Health Secretary Jeane Freeman has been urged to apologise after it emerged that a flagship waiting time target has been breached almost 100,000 times this year.
The SNP minister has insisted that emergency departments in Scotland were the best performing in the UK despite some areas “falling short”.
Scots patients are expected to be seen, transferred or discharged within four hours of arrival at accident and emergency (A&E) departments.
But analysis of official figures from ISD Scotland by Scottish Labour shows this has been broken 99,362 times this year up until the week ending 11 August.
Patients were left to wait more than eight hours on more than 10,000 occasions. Some were forced to endure waits of more than 12 hours on 2,110 occasions – waits equivalent to a nurse’s entire shift.

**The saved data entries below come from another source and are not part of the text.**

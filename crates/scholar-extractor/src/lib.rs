//! Scholar Extractor - Study-material extraction pipeline
//!
//! Turns the plain text of an article into study artifacts with a set of
//! deterministic heuristics:
//! - Key points: highest-scoring sentences
//! - Timeline: one event per distinct year, chronologically ordered
//! - Flashcards: cloze cards masking the most salient token
//! - Quiz: four-option multiple-choice questions with same-kind distractors
//!
//! All extractors read the same sentence stream produced by [`segmenter`]
//! and are independent of each other. [`StudyPipeline`] runs all four and
//! assembles a `StudyMaterial` bundle.

pub mod flashcards;
pub mod key_points;
pub mod pipeline;
pub mod quiz;
pub mod segmenter;
pub mod text;
pub mod timeline;

pub use flashcards::FlashcardGenerator;
pub use key_points::{KeyPointExtractor, ScoredSentence};
pub use pipeline::StudyPipeline;
pub use quiz::{CandidatePools, QuizGenerator, TargetKind};
pub use segmenter::{sentences, Sentences};
pub use timeline::TimelineExtractor;

/// Trait for study-material extractors.
///
/// Extraction never fails: degenerate input yields fewer (or no) items.
pub trait Extractor: Send + Sync {
    type Output;

    fn extract(&self, corpus: &str) -> Vec<Self::Output>;
}
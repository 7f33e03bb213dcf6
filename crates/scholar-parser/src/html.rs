//! HTML article parser
//!
//! Flattens HTML to text the way a browser's `textContent` does: tags are
//! dropped without inserting separators, script and style bodies are
//! removed, and character entities are decoded. Encyclopedia chrome
//! (edit links, citation markers, navigation boxes, infoboxes) is removed
//! first so it never reaches the corpus.

use std::path::Path;

use once_cell::sync::Lazy;
use regex::Regex;

use crate::{read_text, Article, ArticleFormat, ArticleParser, ArticleSection, Result};

static SCRIPT_STYLE: Lazy<Regex> =
    Lazy::new(|| Regex::new(r"(?is)<(?:script|style)\b[^>]*>.*?</(?:script|style)\s*>").unwrap());
static COMMENT: Lazy<Regex> = Lazy::new(|| Regex::new(r"(?s)<!--.*?-->").unwrap());
static LINK: Lazy<Regex> = Lazy::new(|| Regex::new(r"(?i)<link\b[^>]*>").unwrap());
static TAG: Lazy<Regex> = Lazy::new(|| Regex::new(r"<[^>]*>").unwrap());
static ANY_TAG: Lazy<Regex> =
    Lazy::new(|| Regex::new(r"<(/?)([a-zA-Z][a-zA-Z0-9]*)\b[^>]*?(/?)>").unwrap());
static CLASS_ATTR: Lazy<Regex> =
    Lazy::new(|| Regex::new(r#"(?i)\bclass\s*=\s*(?:"([^"]*)"|'([^']*)')"#).unwrap());
static TITLE: Lazy<Regex> = Lazy::new(|| Regex::new(r"(?is)<title[^>]*>(.*?)</title\s*>").unwrap());
static H1: Lazy<Regex> = Lazy::new(|| Regex::new(r"(?is)<h1[^>]*>(.*?)</h1\s*>").unwrap());
static H2: Lazy<Regex> = Lazy::new(|| Regex::new(r"(?is)<h2[^>]*>(.*?)</h2\s*>").unwrap());
static BODY: Lazy<Regex> = Lazy::new(|| Regex::new(r"(?is)<body[^>]*>(.*)</body\s*>").unwrap());

/// Sections whose raw HTML is this short carry no prose worth studying
const MIN_SECTION_HTML_LEN: usize = 50;

/// Elements carrying any of these classes are dropped with their content
const NOISE_CLASSES: &[&str] = &[
    "mw-editsection",
    "reference",
    "reflist",
    "box-More_citations_needed",
    "box-Empty_section",
    "navbox",
    "infobox",
    "sidebar",
    "hatnote",
    "mw-empty-elt",
];

const VOID_ELEMENTS: &[&str] = &[
    "area", "base", "br", "col", "embed", "hr", "img", "input", "link", "meta", "source", "track",
    "wbr",
];

/// Strip markup from an HTML fragment and decode entities
pub fn strip_html(html: &str) -> String {
    let text = remove_noise(html);
    let text = TAG.replace_all(&text, "");
    decode_entities(&text).trim().to_string()
}

/// Drop scripts, styles, comments, `<link>` tags and elements with a
/// noise class, keeping the remaining markup intact
pub fn remove_noise(html: &str) -> String {
    let text = SCRIPT_STYLE.replace_all(html, "");
    let text = COMMENT.replace_all(&text, "");
    let text = LINK.replace_all(&text, "");
    remove_noise_elements(&text)
}

fn has_noise_class(tag: &str) -> bool {
    CLASS_ATTR.captures(tag).is_some_and(|caps| {
        caps.get(1)
            .or_else(|| caps.get(2))
            .is_some_and(|m| m.as_str().split_whitespace().any(|c| NOISE_CLASSES.contains(&c)))
    })
}

fn remove_noise_elements(html: &str) -> String {
    let mut out = String::with_capacity(html.len());
    let mut cursor = 0;

    while let Some(caps) = ANY_TAG.captures_at(html, cursor) {
        let Some(open) = caps.get(0) else { break };
        let is_closing = !caps[1].is_empty();
        if is_closing || !has_noise_class(open.as_str()) {
            out.push_str(&html[cursor..open.end()]);
            cursor = open.end();
            continue;
        }

        out.push_str(&html[cursor..open.start()]);
        let name = caps[2].to_ascii_lowercase();
        let self_closing = !caps[3].is_empty() || VOID_ELEMENTS.contains(&name.as_str());
        cursor = if self_closing {
            open.end()
        } else {
            matching_close(html, open.end(), &name)
        };
    }

    out.push_str(&html[cursor..]);
    out
}

/// End offset of the tag closing an element named `name` whose content
/// starts at `from`; the end of input when it is never closed
fn matching_close(html: &str, from: usize, name: &str) -> usize {
    let mut depth = 1usize;
    for caps in ANY_TAG.captures_iter(&html[from..]) {
        if !caps[2].eq_ignore_ascii_case(name) || !caps[3].is_empty() {
            continue;
        }
        if caps[1].is_empty() {
            depth += 1;
        } else {
            depth -= 1;
            if depth == 0 {
                if let Some(m) = caps.get(0) {
                    return from + m.end();
                }
            }
        }
    }
    html.len()
}

/// Decode every HTML5 named and numeric entity. Non-breaking spaces become
/// plain spaces so downstream whitespace handling treats them alike.
fn decode_entities(text: &str) -> String {
    html_escape::decode_html_entities(text).replace('\u{a0}', " ")
}

/// HTML article parser
pub struct HtmlParser {
    /// Drop sections whose raw HTML is too short to hold prose
    pub skip_short_sections: bool,
}

impl HtmlParser {
    /// Create a new HTML parser with default settings
    pub fn new() -> Self {
        Self {
            skip_short_sections: true,
        }
    }

    /// Keep every section regardless of size
    pub fn keep_short_sections(mut self) -> Self {
        self.skip_short_sections = false;
        self
    }

    fn extract_title(html: &str) -> Option<String> {
        TITLE
            .captures(html)
            .or_else(|| H1.captures(html))
            .map(|caps| strip_html(&caps[1]))
            .filter(|t| !t.is_empty())
    }

    /// Split the body on `<h2>` headings. Content before the first heading
    /// becomes the untitled lead section; `<h3>` and deeper stay inside the
    /// enclosing section.
    fn split_sections(&self, html: &str) -> Vec<ArticleSection> {
        let body = BODY
            .captures(html)
            .and_then(|caps| caps.get(1))
            .map(|m| m.as_str())
            .unwrap_or(html);
        let body = remove_noise(body);
        let body = H1.replace_all(&body, "");

        let mut sections = Vec::new();
        let mut current = ArticleSection::new("");
        let mut cursor = 0;

        for caps in H2.captures_iter(&body) {
            let Some(whole) = caps.get(0) else { continue };
            current.content = body[cursor..whole.start()].to_string();
            sections.push(current);

            current = ArticleSection::new("")
                .with_title(strip_html(&caps[1]))
                .with_level(2);
            cursor = whole.end();
        }
        current.content = body[cursor..].to_string();
        sections.push(current);

        sections
            .into_iter()
            .filter(|s| {
                if self.skip_short_sections {
                    s.content.trim().len() > MIN_SECTION_HTML_LEN
                } else {
                    !s.content.trim().is_empty()
                }
            })
            .collect()
    }
}

impl Default for HtmlParser {
    fn default() -> Self {
        Self::new()
    }
}

impl ArticleParser for HtmlParser {
    fn parse(&self, path: &Path) -> Result<Article> {
        let html = read_text(path)?;
        let sections = self.split_sections(&html);
        tracing::debug!(sections = sections.len(), "split html article");

        Ok(Article::from_sections(path, sections).with_title(Self::extract_title(&html)))
    }

    fn formats(&self) -> &'static [ArticleFormat] {
        &[ArticleFormat::Html]
    }
}

#[cfg(test)]
mod tests {
    use super::*;
    use std::io::Write;

    #[test]
    fn test_strip_tags_like_text_content() {
        assert_eq!(
            strip_html("<p>Born in <a href=\"/wiki/Corsica\">Corsica</a>.</p>"),
            "Born in Corsica."
        );
    }

    #[test]
    fn test_strip_script_and_style() {
        let html = "<style>p { color: red; }</style><p>Text</p><script>alert('x')</script>";
        assert_eq!(strip_html(html), "Text");
    }

    #[test]
    fn test_decode_entities() {
        assert_eq!(
            strip_html("Fish &amp; chips&nbsp;&lt;3 &#8212; &#x41;"),
            "Fish & chips <3 \u{2014} A"
        );
        assert_eq!(strip_html("&amp;lt;"), "&lt;");
    }

    #[test]
    fn test_html_parser_sections() {
        let lead = "Napoleon Bonaparte was a French military commander and political leader.";
        let early = "Napoleon was born on the island of Corsica in 1769 to a modest family.";
        let html = format!(
            "<html><head><title>Napoleon</title></head><body>\
             <h1>Napoleon</h1><p>{lead}</p>\
             <h2>Early life</h2><p>{early}</p>\
             <h2>Notes</h2><p>See also.</p>\
             </body></html>"
        );

        let mut file = tempfile::Builder::new().suffix(".html").tempfile().unwrap();
        file.write_all(html.as_bytes()).unwrap();

        let article = HtmlParser::new().parse(file.path()).unwrap();

        assert_eq!(article.format, ArticleFormat::Html);
        assert_eq!(article.title.as_deref(), Some("Napoleon"));
        assert_eq!(article.sections.len(), 2);
        assert_eq!(article.sections[1].title.as_deref(), Some("Early life"));
        assert_eq!(article.sections[1].level, 2);
        assert_eq!(article.corpus, format!("{lead} {early}"));
    }

    #[test]
    fn test_keep_short_sections() {
        let parser = HtmlParser::new().keep_short_sections();
        let sections = parser.split_sections("<p>Lead.</p><h2>Short</h2><p>Tiny.</p>");

        assert_eq!(sections.len(), 2);
        assert_eq!(sections[1].level, 2);
        assert_eq!(sections[1].plain_text(), "Tiny.");
    }

    #[test]
    fn test_decode_named_entities() {
        assert_eq!(
            strip_html("Napol&eacute;on &mdash; Emperor &ndash; 1804 &copy;"),
            "Napol\u{e9}on \u{2014} Emperor \u{2013} 1804 \u{a9}"
        );
    }

    #[test]
    fn test_citation_markers_removed() {
        let html = "<p>Napoleon was born in 1769.<sup class=\"reference\"><a href=\"#cite-1\">\
                    [1]</a></sup> He rose quickly.</p>";
        assert_eq!(strip_html(html), "Napoleon was born in 1769. He rose quickly.");
    }

    #[test]
    fn test_chrome_elements_removed() {
        let html = "<div class=\"hatnote navigation-not-searchable\">Main article: X</div>\
                    <table class=\"infobox vcard\"><tr><td><table><tr><td>Born 1769</td></tr>\
                    </table></td></tr></table>\
                    <link rel=\"stylesheet\" href=\"/s.css\">\
                    <p>Body text.</p>\
                    <span class=\"mw-editsection\">[<a href=\"/edit\">edit</a>]</span>\
                    <div class=\"navbox\"><div>Nav</div></div>";
        assert_eq!(strip_html(html), "Body text.");
    }

    #[test]
    fn test_unclassed_elements_kept() {
        assert_eq!(
            strip_html("<div class=\"references-note\">Kept</div>"),
            "Kept"
        );
    }

    #[test]
    fn test_subheadings_stay_in_section() {
        let parser = HtmlParser::new();
        let html = "<p>Napoleon Bonaparte was a French military commander and leader.</p>\
                    <h2>Career<span class=\"mw-editsection\">[edit]</span></h2>\
                    <p>He rose through the ranks of the army.</p>\
                    <h3>Italy</h3><p>He won in 1796.</p>\
                    <h4>Egypt</h4><p>He sailed in 1798.</p>";
        let sections = parser.split_sections(html);

        assert_eq!(sections.len(), 2);
        assert_eq!(sections[1].title.as_deref(), Some("Career"));
        assert_eq!(
            sections[1].plain_text(),
            "He rose through the ranks of the army.ItalyHe won in 1796.EgyptHe sailed in 1798."
        );
    }
}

The latest figures also showed that only 88.6 per cent of patients were seen at A&E within four hours, with 370 patients waiting more than eight hours and 121 patients waiting more than 12 hours.
Labour health spokeswoman Monica Lennon said: “Too many people are having to endure unacceptably long waits at A&E departments across Scotland almost every day. This is not the fault of our doctors and nurses. This is the fault of the Health Secretary, who has chronically under-resourced our NHS.
“Jeane Freeman should apologise to the thousands of people who have been forced to endure long waits to get the help they needed.”
The dangers of these long waits for treatment were recently underlined by the Royal College of Emergency Medicine, which warned that longer waits in emergency departments can lead to “negative patient outcomes” and avoidable mortality.\
Liberal Democrat health spokesman Alex Cole-Hamilton said: “Throughout the whole of this summer, performance against the A&E target has been worse than it was at the same time last year.
“The SNP Government made a big song and dance of producing a waiting times plan but it doesn’t seem to be having an impact. Waits are longer now. To make matters worse, ministers still haven’t even produced the integrated workforce plan due last year.
“Staff and patients have every right to demand better.”
Ms Freeman insisted nine out of ten patients were seen and either admitted, discharged or transferred within the four-hour A&E target.
“Scotland’s core A&E departments continue to be the best performing in the UK and have been for more than four years and this is thanks to the ongoing hard work and dedication of our NHS staff,” she said.
“Performance is falling short in certain areas and we continue to work pro-actively with health boards to ensure sustainable improvement.”